:: PROBLEM DESCRIPTION ::
Below are entries. Copy exactly the lines running from the line that holds "pub fn push(&mut" to the line that holds "self.evaluate(fitness);", with both ends included.
=== Section Start ===
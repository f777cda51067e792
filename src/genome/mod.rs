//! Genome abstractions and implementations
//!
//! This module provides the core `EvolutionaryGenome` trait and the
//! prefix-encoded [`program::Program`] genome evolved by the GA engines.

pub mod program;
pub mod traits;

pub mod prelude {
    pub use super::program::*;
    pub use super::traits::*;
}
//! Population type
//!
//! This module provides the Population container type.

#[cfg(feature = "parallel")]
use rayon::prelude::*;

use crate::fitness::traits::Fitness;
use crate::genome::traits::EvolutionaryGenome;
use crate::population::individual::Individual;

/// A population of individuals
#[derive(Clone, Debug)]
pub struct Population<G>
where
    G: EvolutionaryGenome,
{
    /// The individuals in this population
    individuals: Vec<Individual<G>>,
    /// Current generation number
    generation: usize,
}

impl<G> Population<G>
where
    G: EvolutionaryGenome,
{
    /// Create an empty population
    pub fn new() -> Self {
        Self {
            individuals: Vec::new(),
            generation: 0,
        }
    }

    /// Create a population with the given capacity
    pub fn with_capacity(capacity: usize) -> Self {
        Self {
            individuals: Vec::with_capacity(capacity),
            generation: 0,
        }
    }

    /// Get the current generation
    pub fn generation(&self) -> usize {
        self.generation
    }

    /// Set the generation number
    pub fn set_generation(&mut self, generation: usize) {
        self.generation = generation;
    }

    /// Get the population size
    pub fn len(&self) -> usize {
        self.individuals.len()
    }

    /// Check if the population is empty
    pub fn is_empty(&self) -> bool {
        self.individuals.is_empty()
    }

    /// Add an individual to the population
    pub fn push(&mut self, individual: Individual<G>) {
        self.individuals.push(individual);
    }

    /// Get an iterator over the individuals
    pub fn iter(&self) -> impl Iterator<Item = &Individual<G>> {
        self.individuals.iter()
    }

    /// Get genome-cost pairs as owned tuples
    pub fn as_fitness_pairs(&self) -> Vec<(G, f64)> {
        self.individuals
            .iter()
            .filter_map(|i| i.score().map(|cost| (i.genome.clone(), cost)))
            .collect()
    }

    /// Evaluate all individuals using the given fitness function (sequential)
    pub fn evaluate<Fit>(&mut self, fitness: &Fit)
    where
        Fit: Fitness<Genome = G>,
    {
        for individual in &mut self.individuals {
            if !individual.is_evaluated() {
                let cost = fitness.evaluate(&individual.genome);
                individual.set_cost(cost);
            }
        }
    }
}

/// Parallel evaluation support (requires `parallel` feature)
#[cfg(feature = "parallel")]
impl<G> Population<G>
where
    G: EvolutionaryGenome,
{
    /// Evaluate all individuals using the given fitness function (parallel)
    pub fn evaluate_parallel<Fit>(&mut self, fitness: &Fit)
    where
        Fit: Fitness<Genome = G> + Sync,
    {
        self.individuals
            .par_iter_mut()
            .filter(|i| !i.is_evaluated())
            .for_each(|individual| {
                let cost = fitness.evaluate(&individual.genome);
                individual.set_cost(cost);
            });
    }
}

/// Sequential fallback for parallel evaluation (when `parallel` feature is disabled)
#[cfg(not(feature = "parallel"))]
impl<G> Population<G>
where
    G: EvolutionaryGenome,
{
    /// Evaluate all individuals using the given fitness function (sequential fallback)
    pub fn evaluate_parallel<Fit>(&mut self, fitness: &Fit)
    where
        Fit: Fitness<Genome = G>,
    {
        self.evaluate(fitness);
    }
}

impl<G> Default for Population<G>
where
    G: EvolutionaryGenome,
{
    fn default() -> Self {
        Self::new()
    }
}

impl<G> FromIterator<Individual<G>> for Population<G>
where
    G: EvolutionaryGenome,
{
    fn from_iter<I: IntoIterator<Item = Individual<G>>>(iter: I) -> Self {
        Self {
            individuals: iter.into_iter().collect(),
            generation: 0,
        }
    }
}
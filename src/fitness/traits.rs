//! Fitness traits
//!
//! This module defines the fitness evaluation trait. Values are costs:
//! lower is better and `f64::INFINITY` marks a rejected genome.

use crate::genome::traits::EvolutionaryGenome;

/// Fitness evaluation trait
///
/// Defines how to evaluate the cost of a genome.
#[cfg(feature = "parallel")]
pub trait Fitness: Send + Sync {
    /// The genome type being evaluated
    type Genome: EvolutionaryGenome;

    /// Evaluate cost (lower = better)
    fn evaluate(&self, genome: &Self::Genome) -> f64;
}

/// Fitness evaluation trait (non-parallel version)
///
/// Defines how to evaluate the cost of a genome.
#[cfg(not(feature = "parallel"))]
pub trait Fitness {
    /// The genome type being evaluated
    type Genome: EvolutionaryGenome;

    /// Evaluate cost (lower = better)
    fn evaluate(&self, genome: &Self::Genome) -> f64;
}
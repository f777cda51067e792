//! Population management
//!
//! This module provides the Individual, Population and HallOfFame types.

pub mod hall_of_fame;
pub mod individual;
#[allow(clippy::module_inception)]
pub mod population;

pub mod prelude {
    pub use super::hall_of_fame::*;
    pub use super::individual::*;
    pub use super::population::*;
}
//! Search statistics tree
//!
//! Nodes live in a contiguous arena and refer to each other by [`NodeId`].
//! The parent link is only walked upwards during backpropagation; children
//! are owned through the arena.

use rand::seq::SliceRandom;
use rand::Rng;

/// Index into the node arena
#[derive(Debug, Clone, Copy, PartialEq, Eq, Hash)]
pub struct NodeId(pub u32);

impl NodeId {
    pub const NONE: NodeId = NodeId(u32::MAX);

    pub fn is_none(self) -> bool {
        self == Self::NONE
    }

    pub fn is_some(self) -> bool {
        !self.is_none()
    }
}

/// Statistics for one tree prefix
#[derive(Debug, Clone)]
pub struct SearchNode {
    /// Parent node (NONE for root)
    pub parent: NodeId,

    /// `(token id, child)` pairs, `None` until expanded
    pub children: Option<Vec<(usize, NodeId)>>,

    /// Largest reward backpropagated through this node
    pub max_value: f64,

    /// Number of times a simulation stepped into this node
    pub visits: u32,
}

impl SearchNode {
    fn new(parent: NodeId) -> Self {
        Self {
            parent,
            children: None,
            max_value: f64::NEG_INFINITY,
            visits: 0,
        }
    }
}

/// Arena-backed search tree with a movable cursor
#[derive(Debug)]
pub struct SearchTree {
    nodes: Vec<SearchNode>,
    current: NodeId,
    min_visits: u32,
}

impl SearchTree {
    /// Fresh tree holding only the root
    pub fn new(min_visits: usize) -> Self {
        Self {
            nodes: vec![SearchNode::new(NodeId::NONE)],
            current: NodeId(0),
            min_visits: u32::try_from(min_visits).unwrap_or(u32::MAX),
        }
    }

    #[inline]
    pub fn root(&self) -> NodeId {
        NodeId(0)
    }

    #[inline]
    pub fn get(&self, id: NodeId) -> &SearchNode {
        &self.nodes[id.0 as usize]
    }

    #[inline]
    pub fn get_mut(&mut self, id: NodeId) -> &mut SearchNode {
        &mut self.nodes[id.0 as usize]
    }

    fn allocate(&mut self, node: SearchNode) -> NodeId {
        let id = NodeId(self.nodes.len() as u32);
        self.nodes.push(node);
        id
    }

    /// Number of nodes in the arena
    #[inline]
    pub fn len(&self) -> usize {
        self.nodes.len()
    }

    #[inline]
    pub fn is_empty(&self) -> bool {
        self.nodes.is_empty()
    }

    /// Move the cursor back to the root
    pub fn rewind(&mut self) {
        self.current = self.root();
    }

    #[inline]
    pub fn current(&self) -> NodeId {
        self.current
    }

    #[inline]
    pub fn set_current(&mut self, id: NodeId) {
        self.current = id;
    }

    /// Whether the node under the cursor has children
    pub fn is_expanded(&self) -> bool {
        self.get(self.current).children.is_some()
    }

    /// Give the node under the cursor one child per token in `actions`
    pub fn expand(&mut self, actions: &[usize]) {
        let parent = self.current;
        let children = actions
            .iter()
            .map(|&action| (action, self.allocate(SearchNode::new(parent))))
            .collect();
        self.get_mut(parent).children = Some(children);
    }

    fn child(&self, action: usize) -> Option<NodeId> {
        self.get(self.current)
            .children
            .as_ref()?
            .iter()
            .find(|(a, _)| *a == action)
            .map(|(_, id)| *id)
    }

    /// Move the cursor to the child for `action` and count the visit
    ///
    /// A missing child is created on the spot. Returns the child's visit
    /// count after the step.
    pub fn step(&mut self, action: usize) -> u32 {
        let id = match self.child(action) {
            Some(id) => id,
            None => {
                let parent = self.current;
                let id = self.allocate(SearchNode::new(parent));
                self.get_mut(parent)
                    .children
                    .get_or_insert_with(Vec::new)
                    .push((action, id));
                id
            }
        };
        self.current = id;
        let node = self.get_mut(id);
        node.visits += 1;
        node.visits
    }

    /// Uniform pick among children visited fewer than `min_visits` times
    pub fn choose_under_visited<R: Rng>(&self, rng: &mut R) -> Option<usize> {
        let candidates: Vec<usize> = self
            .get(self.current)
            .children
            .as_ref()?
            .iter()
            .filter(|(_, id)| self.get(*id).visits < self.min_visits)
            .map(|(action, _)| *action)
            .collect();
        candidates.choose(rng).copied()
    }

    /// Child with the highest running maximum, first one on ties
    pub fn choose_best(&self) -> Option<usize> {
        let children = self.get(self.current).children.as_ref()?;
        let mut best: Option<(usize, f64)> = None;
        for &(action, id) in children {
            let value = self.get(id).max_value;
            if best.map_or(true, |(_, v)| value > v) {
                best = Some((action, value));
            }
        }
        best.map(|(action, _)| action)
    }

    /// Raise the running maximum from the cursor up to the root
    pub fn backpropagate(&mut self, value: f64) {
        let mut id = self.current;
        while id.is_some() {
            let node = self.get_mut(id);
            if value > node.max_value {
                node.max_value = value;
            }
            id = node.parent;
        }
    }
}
=== Section End ===
:: EXERCISE OUTPUT ::
    pub fn push(&mut self, individual: Individual<G>) {
        self.individuals.push(individual);
    }

    /// Get an iterator over the individuals
    pub fn iter(&self) -> impl Iterator<Item = &Individual<G>> {
        self.individuals.iter()
    }

    /// Get genome-cost pairs as owned tuples
    pub fn as_fitness_pairs(&self) -> Vec<(G, f64)> {
        self.individuals
            .iter()
            .filter_map(|i| i.score().map(|cost| (i.genome.clone(), cost)))
            .collect()
    }

    /// Evaluate all individuals using the given fitness function (sequential)
    pub fn evaluate<Fit>(&mut self, fitness: &Fit)
    where
        Fit: Fitness<Genome = G>,
    {
        for individual in &mut self.individuals {
            if !individual.is_evaluated() {
                let cost = fitness.evaluate(&individual.genome);
                individual.set_cost(cost);
            }
        }
    }
}

/// Parallel evaluation support (requires `parallel` feature)
#[cfg(feature = "parallel")]
impl<G> Population<G>
where
    G: EvolutionaryGenome,
{
    /// Evaluate all individuals using the given fitness function (parallel)
    pub fn evaluate_parallel<Fit>(&mut self, fitness: &Fit)
    where
        Fit: Fitness<Genome = G> + Sync,
    {
        self.individuals
            .par_iter_mut()
            .filter(|i| !i.is_evaluated())
            .for_each(|individual| {
                let cost = fitness.evaluate(&individual.genome);
                individual.set_cost(cost);
            });
    }
}

/// Sequential fallback for parallel evaluation (when `parallel` feature is disabled)
#[cfg(not(feature = "parallel"))]
impl<G> Population<G>
where
    G: EvolutionaryGenome,
{
    /// Evaluate all individuals using the given fitness function (sequential fallback)
    pub fn evaluate_parallel<Fit>(&mut self, fitness: &Fit)
    where
        Fit: Fitness<Genome = G>,
    {
        self.evaluate(fitness);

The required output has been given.